//! Orchestration entry point

use crate::dump::DumpStore;
use crate::error::{FreezerError, Result};
use crate::waiter::{ActionWaiter, PollConfig};
use freezer_cloud::{ControlPlane, Server};
use std::sync::Arc;
use tokio::sync::watch;

/// Drives freeze, unfreeze and dump runs against one control plane and one
/// dump store
pub struct Freezer {
    pub(crate) cloud: Arc<dyn ControlPlane>,
    pub(crate) store: DumpStore,
    pub(crate) waiter: ActionWaiter,
}

impl Freezer {
    pub fn new(cloud: Arc<dyn ControlPlane>, store: DumpStore) -> Self {
        let waiter = ActionWaiter::new(cloud.clone(), PollConfig::default());
        Self {
            cloud,
            store,
            waiter,
        }
    }

    pub fn with_poll_config(mut self, config: PollConfig) -> Self {
        self.waiter = self.waiter.with_config(config);
        self
    }

    /// Abort pending action waits once `cancel` turns `true`
    pub fn with_cancellation(mut self, cancel: watch::Receiver<bool>) -> Self {
        self.waiter = self.waiter.with_cancellation(cancel);
        self
    }

    pub fn store(&self) -> &DumpStore {
        &self.store
    }

    /// Dump ids recorded for a server, oldest first
    pub async fn list_dumps(&self, server_name: &str) -> Result<Vec<String>> {
        self.store.list(server_name).await
    }

    pub(crate) async fn lookup_server(&self, server_name: &str) -> Result<Server> {
        tracing::info!("Looking up server {}", server_name);
        self.cloud
            .get_server_by_name(server_name)
            .await?
            .ok_or_else(|| FreezerError::ServerNotFound(server_name.to_string()))
    }
}
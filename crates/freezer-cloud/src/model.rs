//! Control plane resources
//!
//! Field names follow the Hetzner Cloud API schema, so the same types
//! deserialize API responses and serialize server dumps.

use serde::{Deserialize, Serialize};
use std::collections::BTreeMap;

/// Reference to another resource by id (server type, datacenter, ...)
#[derive(Debug, Clone, Default, PartialEq, Eq, Serialize, Deserialize)]
pub struct ResourceRef {
    pub id: i64,

    #[serde(default, skip_serializing_if = "String::is_empty")]
    pub name: String,
}

impl ResourceRef {
    pub fn new(id: i64) -> Self {
        Self {
            id,
            name: String::new(),
        }
    }

    pub fn named(id: i64, name: impl Into<String>) -> Self {
        Self {
            id,
            name: name.into(),
        }
    }
}

/// A compute server
#[derive(Debug, Clone, Default, PartialEq, Eq, Serialize, Deserialize)]
#[serde(default)]
pub struct Server {
    pub id: i64,
    pub name: String,
    pub status: String,
    pub server_type: ResourceRef,
    pub datacenter: ResourceRef,
    pub placement_group: Option<ResourceRef>,
    pub labels: BTreeMap<String, String>,
    /// Ids of attached volumes
    pub volumes: Vec<i64>,
    pub private_net: Vec<PrivateNet>,
    pub public_net: PublicNet,
}

/// Attachment of a server to a private network
#[derive(Debug, Clone, Default, PartialEq, Eq, Serialize, Deserialize)]
pub struct PrivateNet {
    /// Network id
    pub network: i64,

    /// IPv4 address assigned in that network, as reported by the API
    #[serde(default)]
    pub ip: String,

    #[serde(default, skip_serializing_if = "Vec::is_empty")]
    pub alias_ips: Vec<String>,
}

/// Public network configuration of a server
#[derive(Debug, Clone, Default, PartialEq, Eq, Serialize, Deserialize)]
#[serde(default)]
pub struct PublicNet {
    pub ipv4: Option<PrimaryIpAssignment>,
    pub ipv6: Option<PrimaryIpAssignment>,
    /// Ids of floating IPs pointing at the server
    pub floating_ips: Vec<i64>,
    pub firewalls: Vec<FirewallRef>,
}

impl PublicNet {
    /// Id of the assigned primary IPv4, `None` when absent or zero
    pub fn ipv4_id(&self) -> Option<i64> {
        self.ipv4.as_ref().map(|ip| ip.id).filter(|id| *id != 0)
    }

    /// Id of the assigned primary IPv6, `None` when absent or zero
    pub fn ipv6_id(&self) -> Option<i64> {
        self.ipv6.as_ref().map(|ip| ip.id).filter(|id| *id != 0)
    }
}

/// Primary IP bound to a server's public interface
#[derive(Debug, Clone, Default, PartialEq, Eq, Serialize, Deserialize)]
pub struct PrimaryIpAssignment {
    #[serde(default)]
    pub id: i64,

    #[serde(default)]
    pub ip: String,

    #[serde(default)]
    pub blocked: bool,
}

/// Firewall applied to a server's public interface
#[derive(Debug, Clone, Default, PartialEq, Eq, Serialize, Deserialize)]
pub struct FirewallRef {
    pub id: i64,

    #[serde(default, skip_serializing_if = "String::is_empty")]
    pub status: String,
}

/// Floating IP
#[derive(Debug, Clone, Default, PartialEq, Eq, Serialize, Deserialize)]
#[serde(default)]
pub struct FloatingIp {
    pub id: i64,
    pub name: String,
    pub description: Option<String>,
    pub ip: String,
    #[serde(rename = "type")]
    pub ip_type: String,
    /// Server the IP is currently assigned to
    pub server: Option<i64>,
    pub blocked: bool,
    pub labels: BTreeMap<String, String>,
}

impl FloatingIp {
    pub fn is_assigned_to(&self, server_id: i64) -> bool {
        self.server == Some(server_id)
    }
}

/// SSH key registered in the project
#[derive(Debug, Clone, Default, PartialEq, Eq, Serialize, Deserialize)]
#[serde(default)]
pub struct SshKey {
    pub id: i64,
    pub name: String,
    pub fingerprint: String,
    pub public_key: String,
    pub labels: BTreeMap<String, String>,
}

/// Image (snapshot or backup) of a server disk
#[derive(Debug, Clone, Default, PartialEq, Eq, Serialize, Deserialize)]
#[serde(default)]
pub struct Image {
    pub id: i64,
    #[serde(rename = "type")]
    pub image_type: String,
    pub status: String,
    pub description: String,
    pub labels: BTreeMap<String, String>,
}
•••
▸ What is needed
Beginning with the first line of the entries, repeat each line exactly until you have reproduced the one containing "pub fn new(cloud: Arc<dyn", and add nothing further.

▸ Answer to the problem
//! Orchestration entry point

use crate::dump::DumpStore;
use crate::error::{FreezerError, Result};
use crate::waiter::{ActionWaiter, PollConfig};
use freezer_cloud::{ControlPlane, Server};
use std::sync::Arc;
use tokio::sync::watch;

/// Drives freeze, unfreeze and dump runs against one control plane and one
/// dump store
pub struct Freezer {
    pub(crate) cloud: Arc<dyn ControlPlane>,
    pub(crate) store: DumpStore,
    pub(crate) waiter: ActionWaiter,
}

impl Freezer {
    pub fn new(cloud: Arc<dyn ControlPlane>, store: DumpStore) -> Self {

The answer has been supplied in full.